§ **Task description**
Among the entries below, which lines include the string "super"? Show each one.

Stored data
+++++
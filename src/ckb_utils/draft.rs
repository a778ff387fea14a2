//! Incremental transaction assembly
//!
//! A draft collects cell deps, header deps, resolved inputs and outputs. Every
//! output is added together with a [`Role`] kept in a parallel list, so that once
//! the transaction hash is known callers can look outpoints up by meaning. Roles
//! never reach the chain: they are popped before witnesses are finalized.

use std::collections::{BTreeMap, HashSet};

use ckb_jsonrpc_types::OutPoint as JsonOutPoint;
use ckb_types::{
    bytes::Bytes,
    core::{TransactionBuilder, TransactionView},
    packed::{Byte32, CellDep, CellInput, CellOutput, OutPoint, Script, Transaction, WitnessArgs},
    prelude::*,
    H256,
};

use super::capacity::{cell_capacity, occupied_capacity, sum_capacity};
use super::scripts::format_out_point;
use crate::config::ScriptRegistry;
use crate::error::{Error, Result};
use crate::types::{Role, SIGNATURE_SIZE};

#[derive(Clone, Debug)]
pub struct Cell {
    pub output: CellOutput,
    pub data: Bytes,
}

impl Cell {
    pub fn new(capacity: u64, lock: Script, type_: Option<Script>, data: Bytes) -> Self {
        let output = CellOutput::new_builder()
            .capacity(capacity.pack())
            .lock(lock)
            .type_(type_.pack())
            .build();
        Self { output, data }
    }

    pub fn capacity(&self) -> u64 {
        cell_capacity(&self.output)
    }
}

/// A cell resolved from the chain together with where it lives.
#[derive(Clone, Debug)]
pub struct LiveCell {
    pub out_point: OutPoint,
    pub cell: Cell,
}

#[derive(Clone, Debug, Default)]
pub struct TransactionDraft {
    cell_deps: Vec<CellDep>,
    header_deps: Vec<Byte32>,
    inputs: Vec<LiveCell>,
    outputs: Vec<Cell>,
    roles: Vec<Role>,
    witnesses: Vec<Bytes>,
}

impl TransactionDraft {
    pub fn new() -> Self {
        Self::default()
    }

    pub fn cell_deps(&self) -> &[CellDep] {
        &self.cell_deps
    }

    pub fn header_deps(&self) -> &[Byte32] {
        &self.header_deps
    }

    pub fn inputs(&self) -> &[LiveCell] {
        &self.inputs
    }

    pub fn outputs(&self) -> &[Cell] {
        &self.outputs
    }

    pub fn roles(&self) -> &[Role] {
        &self.roles
    }

    pub fn witnesses(&self) -> &[Bytes] {
        &self.witnesses
    }

    /// Append `cells`, all tagged with `role`.
    pub fn add_outputs(&mut self, role: Role, cells: impl IntoIterator<Item = Cell>) -> Result<()> {
        self.ensure_aligned()?;
        let cells: Vec<Cell> = cells.into_iter().collect();
        for cell in &cells {
            let occupied = occupied_capacity(&cell.output, &cell.data)?;
            if cell.capacity() < occupied {
                return Err(Error::UnderCapacity {
                    role: role.to_string(),
                    capacity: cell.capacity(),
                    occupied,
                });
            }
        }
        self.roles.extend(std::iter::repeat(role).take(cells.len()));
        self.outputs.extend(cells);
        Ok(())
    }

    /// Returns false when the outpoint is already spent by this draft.
    pub fn add_input(&mut self, input: LiveCell) -> bool {
        if self.spends(&input.out_point) {
            return false;
        }
        self.inputs.push(input);
        true
    }

    pub fn spends(&self, out_point: &OutPoint) -> bool {
        self.inputs.iter().any(|i| i.out_point.as_slice() == out_point.as_slice())
    }

    pub fn add_cell_dep(&mut self, cell_dep: CellDep) {
        if !self.cell_deps.iter().any(|d| d.as_slice() == cell_dep.as_slice()) {
            self.cell_deps.push(cell_dep);
        }
    }

    pub fn add_header_dep(&mut self, block_hash: Byte32) {
        if !self.header_deps.iter().any(|h| h.as_slice() == block_hash.as_slice()) {
            self.header_deps.push(block_hash);
        }
    }

    /// Cell deps for every script the transaction runs: input locks, input and output types.
    pub fn add_script_deps(&mut self, registry: &ScriptRegistry) -> Result<()> {
        let scripts: Vec<Script> = self
            .inputs
            .iter()
            .flat_map(|i| [Some(i.cell.output.lock()), i.cell.output.type_().to_opt()])
            .chain(self.outputs.iter().map(|o| o.output.type_().to_opt()))
            .flatten()
            .collect();
        for script in scripts {
            let (_, info) = registry
                .find(&script)
                .ok_or_else(|| Error::MissingScript(format!("{:#x}", script.code_hash())))?;
            self.add_cell_dep(info.cell_dep());
        }
        Ok(())
    }

    pub fn input_capacity(&self) -> Result<u64> {
        sum_capacity(self.inputs.iter().map(|i| &i.cell.output))
    }

    pub fn output_capacity(&self) -> Result<u64> {
        sum_capacity(self.outputs.iter().map(|o| &o.output))
    }

    pub fn ensure_aligned(&self) -> Result<()> {
        if self.outputs.len() != self.roles.len() {
            return Err(Error::Alignment { outputs: self.outputs.len(), roles: self.roles.len() });
        }
        Ok(())
    }

    /// Take the role list out of the draft.
    pub fn pop_role_tags(&mut self) -> Result<RoleTags> {
        self.ensure_aligned()?;
        Ok(RoleTags(std::mem::take(&mut self.roles)))
    }

    /// One `WitnessArgs` per input: the first input of each distinct lock gets a
    /// zeroed signature-sized lock, all others an empty lock.
    pub fn placeholder_witnesses(&self) -> Vec<Bytes> {
        let mut seen_locks = HashSet::new();
        self.inputs
            .iter()
            .map(|input| {
                let lock_hash: H256 = input.cell.output.lock().calc_script_hash().unpack();
                let lock = if seen_locks.insert(lock_hash) {
                    Bytes::from(vec![0u8; SIGNATURE_SIZE])
                } else {
                    Bytes::new()
                };
                WitnessArgs::new_builder().lock(Some(lock).pack()).build().as_bytes()
            })
            .collect()
    }

    pub fn finalize_witnesses(&mut self) -> Result<()> {
        if !self.witnesses.is_empty() {
            return Err(Error::AlreadyFinalized(self.witnesses.len()));
        }
        self.witnesses = self.placeholder_witnesses();
        Ok(())
    }

    pub fn set_witness(&mut self, index: usize, witness: Bytes) -> Result<()> {
        let len = self.witnesses.len();
        let slot = self
            .witnesses
            .get_mut(index)
            .ok_or_else(|| Error::Signing(format!("no witness slot {index}, {len} finalized")))?;
        *slot = witness;
        Ok(())
    }

    fn build(&self, extra_output: Option<&Cell>, witnesses: &[Bytes]) -> TransactionView {
        let outputs = self.outputs.iter().chain(extra_output);
        TransactionBuilder::default()
            .cell_deps(self.cell_deps.clone())
            .header_deps(self.header_deps.clone())
            .inputs(self.inputs.iter().map(|i| CellInput::new(i.out_point.clone(), 0)))
            .outputs(outputs.clone().map(|o| o.output.clone()))
            .outputs_data(outputs.map(|o| o.data.pack()))
            .witnesses(witnesses.iter().map(|w| w.pack()))
            .build()
    }

    /// The transaction as currently assembled.
    pub fn to_transaction(&self) -> TransactionView {
        self.build(None, &self.witnesses)
    }

    /// Size stand-in for fee estimation: placeholder witnesses and an optional change cell.
    pub fn estimate(&self, change: Option<&Cell>) -> Transaction {
        self.build(change, &self.placeholder_witnesses()).data()
    }
}

/// Roles taken out of a draft, in output order.
#[derive(Clone, Debug, Default, PartialEq, Eq)]
pub struct RoleTags(Vec<Role>);

impl RoleTags {
    pub fn len(&self) -> usize {
        self.0.len()
    }

    pub fn is_empty(&self) -> bool {
        self.0.is_empty()
    }

    pub fn into_out_points(self, tx_hash: &Byte32) -> RoleOutPoints {
        let mut map: BTreeMap<Role, Vec<OutPoint>> = BTreeMap::new();
        for (index, role) in self.0.into_iter().enumerate() {
            map.entry(role).or_default().push(OutPoint::new(tx_hash.clone(), index as u32));
        }
        RoleOutPoints(map)
    }
}

#[derive(Clone, Debug, Default)]
pub struct RoleOutPoints(BTreeMap<Role, Vec<OutPoint>>);

impl RoleOutPoints {
    pub fn get(&self, role: Role) -> &[OutPoint] {
        self.0.get(&role).map(Vec::as_slice).unwrap_or_default()
    }

    pub fn first(&self, role: Role) -> Result<OutPoint> {
        self.get(role)
            .first()
            .cloned()
            .ok_or_else(|| Error::UnexpectedState(format!("transaction has no {role} output")))
    }

    pub fn to_json(&self) -> BTreeMap<Role, Vec<JsonOutPoint>> {
        self.0
            .iter()
            .map(|(role, out_points)| (*role, out_points.iter().cloned().map(Into::into).collect()))
            .collect()
    }

    pub fn describe(&self) -> Vec<String> {
        self.0
            .iter()
            .flat_map(|(role, ops)| ops.iter().map(move |op| format!("{role}: {}", format_out_point(op))))
            .collect()
    }
}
+++++
§ **Your response**
use super::capacity::{cell_capacity, occupied_capacity, sum_capacity};
use super::scripts::format_out_point;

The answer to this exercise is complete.